Kate Kendell, executive director of the National Center for Lesbian Rights, will kick off the conference as keynote speaker on Friday night at 7:30. She will be followed by singer-songwriter Judy Fjell. Saturday's conference will begin with registration at 8 a.m. and close with a worship service at 4:30 p.m. Workshop topics include domestic partnerships legislation, rituals and rites, the Bible, and the United Methodist Church and social change.

The entire event, including breakfast and lunch on Saturday, costs $80. If you attend Friday only, the cost is a sliding-scale $15 to $50.

Sign up via e-mail at BethanyUMC, by snail mail, or by stopping by the church office at 1268 Sanchez Street at Clipper Street. For further details call 647-8393.

A Day for the Parks


"Parks and other pedestrian places are essential to a city's happiness," says Enrique Peñalosa, internationally acclaimed speaker and former mayor of Bogotá, Columbia. He'll be addressing the crowd -- along with Mayor Willie Brown and Elizabeth Goldstein, general manager of San Francisco's Recreation and Park Department -- at the Neighborhood Parks Council's fourth annual Parks Caucus June 8.

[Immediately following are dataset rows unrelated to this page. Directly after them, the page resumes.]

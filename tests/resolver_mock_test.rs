use actor_manager::framework::mock::MockClient;
use actor_manager::framework::UpstreamError;
use actor_manager::model::{
    tags, Actor, ActorQuery, Build, CreateRequest, Environment, Network, Protocol, PORT_NAME,
};
use actor_manager::orchestrator::{ActorFilter, CreateActorRequest, MemoryOrchestrator, Routing};
use actor_manager::resolver::{ActorResolver, ResolveError, Resolution};
use std::sync::{Arc, Mutex};

fn env() -> Environment {
    Environment::new("acme", "prod")
}

fn build(id: &str, pairs: &[(&str, &str)]) -> Build {
    Build {
        id: id.to_string(),
        tags: tags(pairs.iter().copied()),
        created_at: "2024-01-01T00:00:00.000Z".to_string(),
    }
}

/// Tests the resolver's collaborator calls with a mocked orchestration API.
#[tokio::test]
async fn test_get_or_create_pushes_down_filters_and_creates() {
    let mut mock = MockClient::<MemoryOrchestrator>::new();
    mock.expect_list_actors()
        .with_filter(ActorFilter::tagged(tags([("name", "echo"), ("access", "public")])))
        .return_ok(vec![]);
    mock.expect_list_builds()
        .with_tags(tags([("name", "echo"), ("current", "true"), ("access", "public")]))
        .return_ok(vec![
            build("build_9", &[("name", "echo"), ("current", "true"), ("access", "public")]),
            build("build_4", &[("name", "echo"), ("current", "true"), ("access", "public")]),
        ]);

    let submitted: Arc<Mutex<Option<CreateActorRequest>>> = Arc::default();
    let slot = submitted.clone();
    mock.expect_create_actor().return_with(move |request| {
        *slot.lock().unwrap() = Some(request.clone());
        Actor {
            id: "actor_1".into(),
            tags: request.tags.clone(),
            build: request.build.clone(),
            network: Network::default(),
            created_at: "2024-01-01T00:00:00.000Z".into(),
            destroyed_at: None,
        }
    });

    let resolver = ActorResolver::new(mock.client());
    let actor = resolver
        .resolve(
            ActorQuery::GetOrCreateForTags {
                tags: tags([("name", "echo")]),
                create: Some(CreateRequest::new(tags([("name", "echo")])).in_region("eu")),
            },
            &env(),
        )
        .await
        .unwrap()
        .into_actor()
        .unwrap();
    assert_eq!(actor.id, "actor_1");

    let request = submitted.lock().unwrap().take().expect("create was called");
    assert_eq!(request.build, "build_4");
    assert_eq!(request.region.as_deref(), Some("eu"));
    assert_eq!(request.tags, tags([("name", "echo"), ("access", "public")]));
    let port = &request.network.ports[PORT_NAME];
    assert_eq!(port.protocol, Protocol::Https);
    assert_eq!(port.routing, Routing::Guard);

    mock.verify();
}

#[tokio::test]
async fn test_private_actor_in_listing_is_skipped() {
    let mut mock = MockClient::<MemoryOrchestrator>::new();
    mock.expect_list_actors().return_ok(vec![Actor {
        id: "actor_1".into(),
        tags: tags([("name", "echo"), ("access", "private")]),
        build: "build_1".into(),
        network: Network::default(),
        created_at: "t".into(),
        destroyed_at: None,
    }]);

    let resolver = ActorResolver::new(mock.client());
    let err = resolver
        .resolve(
            ActorQuery::GetOrCreateForTags {
                tags: tags([("name", "echo")]),
                create: None,
            },
            &env(),
        )
        .await
        .unwrap_err();
    assert!(matches!(err, ResolveError::NotFound(_)));
    mock.verify();
}

fn listed(id: &str, pairs: &[(&str, &str)], created_at: &str, destroyed_at: Option<&str>) -> Actor {
    Actor {
        id: id.into(),
        tags: tags(pairs.iter().copied()),
        build: "build_1".into(),
        network: Network::default(),
        created_at: created_at.into(),
        destroyed_at: destroyed_at.map(str::to_string),
    }
}

#[tokio::test]
async fn test_destroyed_actor_in_live_listing_is_skipped() {
    let destroyed = listed(
        "actor_1",
        &[("name", "echo"), ("region", "eu"), ("access", "public")],
        "2024-01-01T00:00:00.000Z",
        Some("2024-01-02T00:00:00.000Z"),
    );
    let queries = vec![
        ActorQuery::GetOrCreateForTags {
            tags: tags([("name", "echo")]),
            create: None,
        },
        ActorQuery::GetLatestByName { name: "echo".into() },
        ActorQuery::GetByRegion {
            name: "echo".into(),
            region: "eu".into(),
        },
        ActorQuery::GetByBuild { build_id: "build_1".into() },
        ActorQuery::GetAllPublicByName { name: "echo".into() },
        ActorQuery::GetByExactTags { tags: tags([("name", "echo")]) },
        ActorQuery::GetMostRecentByRegion { region: "eu".into() },
    ];

    let mut mock = MockClient::<MemoryOrchestrator>::new();
    for _ in &queries {
        mock.expect_list_actors().return_ok(vec![destroyed.clone()]);
    }

    let resolver = ActorResolver::new(mock.client());
    for query in queries {
        let kind = query.kind();
        match resolver.resolve(query, &env()).await {
            Err(ResolveError::NotFound(_)) => {}
            Ok(Resolution::All(actors)) => assert!(actors.is_empty(), "{kind}"),
            other => panic!("{kind}: expected no live actor, got {other:?}"),
        }
    }
    mock.verify();
}

#[tokio::test]
async fn test_latest_by_name_ignores_list_order_on_ties() {
    let public = [("name", "chat"), ("access", "public")];
    let c = listed("actor_c", &public, "2024-03-01T00:00:00.000Z", None);
    let a = listed("actor_a", &public, "2024-03-01T00:00:00.000Z", None);

    let mut mock = MockClient::<MemoryOrchestrator>::new();
    mock.expect_list_actors().return_ok(vec![c.clone(), a.clone()]);
    mock.expect_list_actors().return_ok(vec![a, c]);

    let resolver = ActorResolver::new(mock.client());
    for _ in 0..2 {
        let winner = resolver
            .resolve(ActorQuery::GetLatestByName { name: "chat".into() }, &env())
            .await
            .unwrap()
            .into_actor()
            .unwrap();
        assert_eq!(winner.id, "actor_a");
    }
    mock.verify();
}

#[tokio::test]
async fn test_destroyed_lookup_includes_destroyed_actors() {
    let mut mock = MockClient::<MemoryOrchestrator>::new();
    mock.expect_list_actors()
        .with_filter(ActorFilter::tagged(tags([("room", "lobby")])).including_destroyed())
        .return_ok(vec![]);

    let resolver = ActorResolver::new(mock.client());
    let err = resolver
        .resolve(
            ActorQuery::GetDestroyedActorsByTag {
                tag_key: "room".into(),
                tag_value: "lobby".into(),
            },
            &env(),
        )
        .await
        .unwrap_err();
    assert!(matches!(err, ResolveError::NotFound(_)));
    mock.verify();
}

#[tokio::test]
async fn test_upstream_failures_surface() {
    let mut mock = MockClient::<MemoryOrchestrator>::new();
    mock.expect_get_actor("actor_1")
        .return_err(UpstreamError::Rejected("unauthorized".into()));
    mock.expect_list_actors().return_ok(vec![]);
    mock.expect_list_builds()
        .return_ok(vec![build("build_1", &[("name", "echo"), ("current", "true"), ("access", "public")])]);
    mock.expect_create_actor()
        .return_err(UpstreamError::Rejected("quota exceeded".into()));

    let resolver = ActorResolver::new(mock.client());

    let err = resolver
        .resolve(ActorQuery::GetForId { actor_id: "actor_1".into() }, &env())
        .await
        .unwrap_err();
    assert_eq!(
        err,
        ResolveError::Upstream(UpstreamError::Rejected("unauthorized".into()))
    );

    let err = resolver
        .resolve(
            ActorQuery::GetOrCreateForTags {
                tags: tags([("name", "echo")]),
                create: Some(CreateRequest::new(tags([("name", "echo")]))),
            },
            &env(),
        )
        .await
        .unwrap_err();
    assert_eq!(
        err,
        ResolveError::Upstream(UpstreamError::Rejected("quota exceeded".into()))
    );

    mock.verify();
}

#[tokio::test]
async fn test_unscripted_call_is_reported() {
    let mock = MockClient::<MemoryOrchestrator>::new();
    let resolver = ActorResolver::new(mock.client());

    let err = resolver
        .resolve(ActorQuery::GetLatestByName { name: "chat".into() }, &env())
        .await
        .unwrap_err();
    assert_eq!(err, ResolveError::Upstream(UpstreamError::Dropped));

    let result = std::panic::catch_unwind(std::panic::AssertUnwindSafe(|| mock.verify()));
    assert!(result.is_err());
}
//! The seam between [`KvClient`](super::KvClient) and a storage engine.
//!
//! Engines deal only in [`WireKey`]s and opaque record bytes; encoding, format
//! checks and option validation stay in the client.

use super::codec::WireKey;
use crate::framework::UpstreamError;
use async_trait::async_trait;

/// A stored record as returned by an engine.
pub type RawEntry = (WireKey, Vec<u8>);

/// Which keys a list call covers, in encoded form.
#[derive(Debug, Clone, PartialEq, Eq)]
pub enum ListQuery {
    All,
    /// Keys whose encoding starts with these bytes.
    Prefix(WireKey),
    /// `start <= key <= end`.
    RangeInclusive(WireKey, WireKey),
    /// `start < key <= end`.
    RangeExclusive(WireKey, WireKey),
}

impl ListQuery {
    pub fn matches(&self, key: &WireKey) -> bool {
        match self {
            ListQuery::All => true,
            ListQuery::Prefix(prefix) => key.starts_with(prefix),
            ListQuery::RangeInclusive(start, end) => start <= key && key <= end,
            ListQuery::RangeExclusive(start, end) => start < key && key <= end,
        }
    }
}

/// A storage engine.
///
/// `list` returns matches in ascending key order, or descending when `reverse`
/// is set, truncated to `limit` after ordering. Batch calls are a single round
/// trip but carry no atomicity guarantee.
#[async_trait]
pub trait KvDriver: Send + Sync {
    async fn get(&self, key: WireKey) -> Result<Option<Vec<u8>>, UpstreamError>;

    /// Returns only the keys that exist.
    async fn get_batch(&self, keys: Vec<WireKey>) -> Result<Vec<RawEntry>, UpstreamError>;

    async fn list(
        &self,
        query: ListQuery,
        reverse: bool,
        limit: Option<usize>,
    ) -> Result<Vec<RawEntry>, UpstreamError>;

    async fn put(&self, key: WireKey, record: Vec<u8>) -> Result<(), UpstreamError>;

    async fn put_batch(&self, entries: Vec<RawEntry>) -> Result<(), UpstreamError>;

    async fn delete(&self, key: WireKey) -> Result<(), UpstreamError>;

    async fn delete_batch(&self, keys: Vec<WireKey>) -> Result<(), UpstreamError>;

    async fn delete_all(&self) -> Result<(), UpstreamError>;
}
//! Process configuration.

use crate::model::Environment;
use serde::Deserialize;
use thiserror::Error;

pub const ENV_PROJECT: &str = "ACTOR_MANAGER_PROJECT";
pub const ENV_ENVIRONMENT: &str = "ACTOR_MANAGER_ENVIRONMENT";
pub const ENV_ENDPOINT: &str = "ACTOR_MANAGER_ENDPOINT";
pub const ENV_CHANNEL_CAPACITY: &str = "ACTOR_MANAGER_CHANNEL_CAPACITY";

const DEFAULT_CHANNEL_CAPACITY: usize = 32;

#[derive(Debug, Clone, Error, PartialEq, Eq)]
pub enum ConfigError {
    #[error("Missing required variable {0}")]
    Missing(&'static str),

    #[error("Invalid value {value:?} for {var}: {reason}")]
    Invalid {
        var: &'static str,
        value: String,
        reason: String,
    },
}

/// Settings for a [`ManagerSystem`](super::ManagerSystem).
#[derive(Debug, Clone, PartialEq, Eq, Deserialize)]
#[serde(default, rename_all = "camelCase")]
pub struct ManagerConfig {
    pub project: String,
    pub environment: String,
    /// Orchestration API endpoint. Unused by the in-memory services.
    pub endpoint: Option<String>,
    /// Request buffer of each service channel.
    pub channel_capacity: usize,
}

impl Default for ManagerConfig {
    fn default() -> Self {
        Self {
            project: "local".into(),
            environment: "dev".into(),
            endpoint: None,
            channel_capacity: DEFAULT_CHANNEL_CAPACITY,
        }
    }
}

impl ManagerConfig {
    /// Reads the `ACTOR_MANAGER_*` process environment variables.
    pub fn from_env() -> Result<Self, ConfigError> {
        Self::from_lookup(|var| std::env::var(var).ok())
    }

    /// Reads configuration through `lookup`, which maps a variable name to its value.
    pub fn from_lookup(lookup: impl Fn(&str) -> Option<String>) -> Result<Self, ConfigError> {
        let required = |var: &'static str| {
            lookup(var)
                .filter(|v| !v.trim().is_empty())
                .ok_or(ConfigError::Missing(var))
        };

        let channel_capacity = match lookup(ENV_CHANNEL_CAPACITY) {
            None => DEFAULT_CHANNEL_CAPACITY,
            Some(value) => match value.trim().parse::<usize>() {
                Ok(0) => {
                    return Err(ConfigError::Invalid {
                        var: ENV_CHANNEL_CAPACITY,
                        value,
                        reason: "must be greater than zero".into(),
                    })
                }
                Ok(n) => n,
                Err(e) => {
                    return Err(ConfigError::Invalid {
                        var: ENV_CHANNEL_CAPACITY,
                        value,
                        reason: e.to_string(),
                    })
                }
            },
        };

        Ok(Self {
            project: required(ENV_PROJECT)?,
            environment: required(ENV_ENVIRONMENT)?,
            endpoint: lookup(ENV_ENDPOINT),
            channel_capacity,
        })
    }

    /// The scope every resolution and creation runs in.
    pub fn environment(&self) -> Environment {
        Environment::new(self.project.clone(), self.environment.clone())
    }
}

This free event is open to everyone interested in improving our city's neighborhood parks. It will feature skill-building workshops on such topics as park publicity, neighborhood advocacy, and fundraising. Breakfast and lunch will be provided for those who preregister.

The caucus will be from 9 a.m. to 3 p.m. at Delancey Street Town Hall, 600 Embarcadero (at Brannan). For further information and to R.S.V.P., call Alexis Kershner at 621-3260, or e-mail

Free Counseling for Seniors


Do you or someone you care for need support while going through a rough time? Family Service Agency of San Francisco has help for seniors who may be facing isolation, loss, depression, illness, or other challenges in their day-to-day life. The agency's Senior Peer Counseling program trains volunteers over the age of 55 to assist fellow seniors through emotional support, problem-solving, and compassionate listening. All services are voluntary and free of charge.